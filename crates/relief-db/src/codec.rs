//! Mapping between domain enumerations and their stored string form.
//!
//! Enumerations are stored as lowercase `TEXT` guarded by `CHECK`
//! constraints (see the migration). The in-memory store never touches
//! these; only the `PostgreSQL` stores do.

use relief_types::{
    DamageSeverity, DamageType, Direction, EventStatus, Gender, ItemType, ReportStatus,
    ResidentCondition, SpecialNeed,
};

use crate::error::DbError;

/// Generates a `to_db` / `from_db` pair for a fieldless enum.
macro_rules! db_codec {
    ($ty:ident, $to:ident, $from:ident, { $($variant:ident => $text:literal),+ $(,)? }) => {
        #[doc = concat!("Convert a [`", stringify!($ty), "`] to its stored string.")]
        pub const fn $to(value: $ty) -> &'static str {
            match value {
                $($ty::$variant => $text,)+
            }
        }

        #[doc = concat!("Parse a stored string back into a [`", stringify!($ty), "`].")]
        ///
        /// # Errors
        ///
        /// Returns [`DbError::Decode`] for a value outside the enumeration.
        pub fn $from(text: &str) -> Result<$ty, DbError> {
            match text {
                $($text => Ok($ty::$variant),)+
                other => Err(DbError::Decode(format!(
                    concat!("unknown ", stringify!($ty), " '{}'"),
                    other
                ))),
            }
        }
    };
}

db_codec!(EventStatus, event_status_to_db, event_status_from_db, {
    Active => "active",
    Resolved => "resolved",
});

db_codec!(ResidentCondition, condition_to_db, condition_from_db, {
    Safe => "safe",
    Displaced => "displaced",
    Injured => "injured",
    Missing => "missing",
    Deceased => "deceased",
    NeedsHelp => "needs_help",
});

db_codec!(SpecialNeed, special_need_to_db, special_need_from_db, {
    Elderly => "elderly",
    Infant => "infant",
    Pregnant => "pregnant",
    Disabled => "disabled",
    Ill => "ill",
});

db_codec!(Gender, gender_to_db, gender_from_db, {
    Male => "male",
    Female => "female",
});

db_codec!(ReportStatus, report_status_to_db, report_status_from_db, {
    Reported => "reported",
    Verified => "verified",
    InRepair => "in_repair",
    Resolved => "resolved",
});

db_codec!(DamageSeverity, severity_to_db, severity_from_db, {
    Light => "light",
    Moderate => "moderate",
    Heavy => "heavy",
});

db_codec!(DamageType, damage_type_to_db, damage_type_from_db, {
    Residential => "residential",
    PublicFacility => "public_facility",
    Infrastructure => "infrastructure",
    Agriculture => "agriculture",
    Other => "other",
});

db_codec!(ItemType, item_type_to_db, item_type_from_db, {
    Food => "food",
    Medicine => "medicine",
    Clothing => "clothing",
    Equipment => "equipment",
    Other => "other",
});

db_codec!(Direction, direction_to_db, direction_from_db, {
    In => "in",
    Out => "out",
});

/// Convert a stored `BIGINT` count to `u64`, clamping negatives to zero.
pub(crate) fn count_from_db(count: i64) -> u64 {
    u64::try_from(count).unwrap_or(0)
}

/// Convert a stored `BIGINT` capacity to `u32`.
pub(crate) fn capacity_from_db(capacity: i64) -> Result<u32, DbError> {
    u32::try_from(capacity)
        .map_err(|e| DbError::Decode(format!("capacity out of range: {capacity} ({e})")))
}

/// Convert an age to the `INTEGER` column without clamping.
pub(crate) fn age_to_db(age: u32) -> Result<i32, DbError> {
    i32::try_from(age).map_err(|e| DbError::OutOfRange {
        column: "age",
        detail: format!("{age} ({e})"),
    })
}

#[cfg(test)]
#[allow(clippy::unwrap_used)]
mod tests {
    use super::*;

    #[test]
    fn every_condition_survives_storage() {
        for condition in ResidentCondition::ALL {
            assert_eq!(condition_from_db(condition_to_db(condition)).unwrap(), condition);
        }
    }

    #[test]
    fn multi_word_variants_use_snake_case() {
        assert_eq!(condition_to_db(ResidentCondition::NeedsHelp), "needs_help");
        assert_eq!(report_status_to_db(ReportStatus::InRepair), "in_repair");
        assert_eq!(damage_type_to_db(DamageType::PublicFacility), "public_facility");
    }

    #[test]
    fn unknown_value_is_a_decode_error() {
        assert!(matches!(direction_from_db("sideways"), Err(DbError::Decode(_))));
        assert!(matches!(event_status_from_db("ACTIVE"), Err(DbError::Decode(_))));
    }

    #[test]
    fn capacity_out_of_range_rejected() {
        assert!(capacity_from_db(-1).is_err());
        assert_eq!(capacity_from_db(40).unwrap(), 40);
    }

    #[test]
    fn age_beyond_integer_column_is_refused() {
        assert_eq!(age_to_db(42).unwrap(), 42);
        assert!(matches!(
            age_to_db(3_000_000_000),
            Err(DbError::OutOfRange { column: "age", .. })
        ));
    }
}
___
Print out the whole listing, with every line exactly as it appears.

*Result of this exercise*:
filename crates/relief-db/src/codec.rs
//! Mapping between domain enumerations and their stored string form.
//!
//! Enumerations are stored as lowercase `TEXT` guarded by `CHECK`
//! constraints (see the migration). The in-memory store never touches
//! these; only the `PostgreSQL` stores do.

use relief_types::{
    DamageSeverity, DamageType, Direction, EventStatus, Gender, ItemType, ReportStatus,
    ResidentCondition, SpecialNeed,
};

use crate::error::DbError;

/// Generates a `to_db` / `from_db` pair for a fieldless enum.
macro_rules! db_codec {
    ($ty:ident, $to:ident, $from:ident, { $($variant:ident => $text:literal),+ $(,)? }) => {
        #[doc = concat!("Convert a [`", stringify!($ty), "`] to its stored string.")]
        pub const fn $to(value: $ty) -> &'static str {
            match value {
                $($ty::$variant => $text,)+
            }
        }

        #[doc = concat!("Parse a stored string back into a [`", stringify!($ty), "`].")]
        ///
        /// # Errors
        ///
        /// Returns [`DbError::Decode`] for a value outside the enumeration.
        pub fn $from(text: &str) -> Result<$ty, DbError> {
            match text {
                $($text => Ok($ty::$variant),)+
                other => Err(DbError::Decode(format!(
                    concat!("unknown ", stringify!($ty), " '{}'"),
                    other
                ))),
            }
        }
    };
}

db_codec!(EventStatus, event_status_to_db, event_status_from_db, {
    Active => "active",
    Resolved => "resolved",
});

db_codec!(ResidentCondition, condition_to_db, condition_from_db, {
    Safe => "safe",
    Displaced => "displaced",
    Injured => "injured",
    Missing => "missing",
    Deceased => "deceased",
    NeedsHelp => "needs_help",
});

db_codec!(SpecialNeed, special_need_to_db, special_need_from_db, {
    Elderly => "elderly",
    Infant => "infant",
    Pregnant => "pregnant",
    Disabled => "disabled",
    Ill => "ill",
});

db_codec!(Gender, gender_to_db, gender_from_db, {
    Male => "male",
    Female => "female",
});

db_codec!(ReportStatus, report_status_to_db, report_status_from_db, {
    Reported => "reported",
    Verified => "verified",
    InRepair => "in_repair",
    Resolved => "resolved",
});

db_codec!(DamageSeverity, severity_to_db, severity_from_db, {
    Light => "light",
    Moderate => "moderate",
    Heavy => "heavy",
});

db_codec!(DamageType, damage_type_to_db, damage_type_from_db, {
    Residential => "residential",
    PublicFacility => "public_facility",
    Infrastructure => "infrastructure",
    Agriculture => "agriculture",
    Other => "other",
});

db_codec!(ItemType, item_type_to_db, item_type_from_db, {
    Food => "food",
    Medicine => "medicine",
    Clothing => "clothing",
    Equipment => "equipment",
    Other => "other",
});

db_codec!(Direction, direction_to_db, direction_from_db, {
    In => "in",
    Out => "out",
});

/// Convert a stored `BIGINT` count to `u64`, clamping negatives to zero.
pub(crate) fn count_from_db(count: i64) -> u64 {
    u64::try_from(count).unwrap_or(0)
}

/// Convert a stored `BIGINT` capacity to `u32`.
pub(crate) fn capacity_from_db(capacity: i64) -> Result<u32, DbError> {
    u32::try_from(capacity)
        .map_err(|e| DbError::Decode(format!("capacity out of range: {capacity} ({e})")))
}

/// Convert an age to the `INTEGER` column without clamping.
pub(crate) fn age_to_db(age: u32) -> Result<i32, DbError> {
    i32::try_from(age).map_err(|e| DbError::OutOfRange {
        column: "age",
        detail: format!("{age} ({e})"),
    })
}

#[cfg(test)]
#[allow(clippy::unwrap_used)]
mod tests {
    use super::*;

    #[test]
    fn every_condition_survives_storage() {
        for condition in ResidentCondition::ALL {
            assert_eq!(condition_from_db(condition_to_db(condition)).unwrap(), condition);
        }
    }

    #[test]
    fn multi_word_variants_use_snake_case() {
        assert_eq!(condition_to_db(ResidentCondition::NeedsHelp), "needs_help");
        assert_eq!(report_status_to_db(ReportStatus::InRepair), "in_repair");
        assert_eq!(damage_type_to_db(DamageType::PublicFacility), "public_facility");
    }

    #[test]
    fn unknown_value_is_a_decode_error() {
        assert!(matches!(direction_from_db("sideways"), Err(DbError::Decode(_))));
        assert!(matches!(event_status_from_db("ACTIVE"), Err(DbError::Decode(_))));
    }

    #[test]
    fn capacity_out_of_range_rejected() {
        assert!(capacity_from_db(-1).is_err());
        assert_eq!(capacity_from_db(40).unwrap(), 40);
    }

    #[test]
    fn age_beyond_integer_column_is_refused() {
        assert_eq!(age_to_db(42).unwrap(), 42);
        assert!(matches!(
            age_to_db(3_000_000_000),
            Err(DbError::OutOfRange { column: "age", .. })
        ));
    }
}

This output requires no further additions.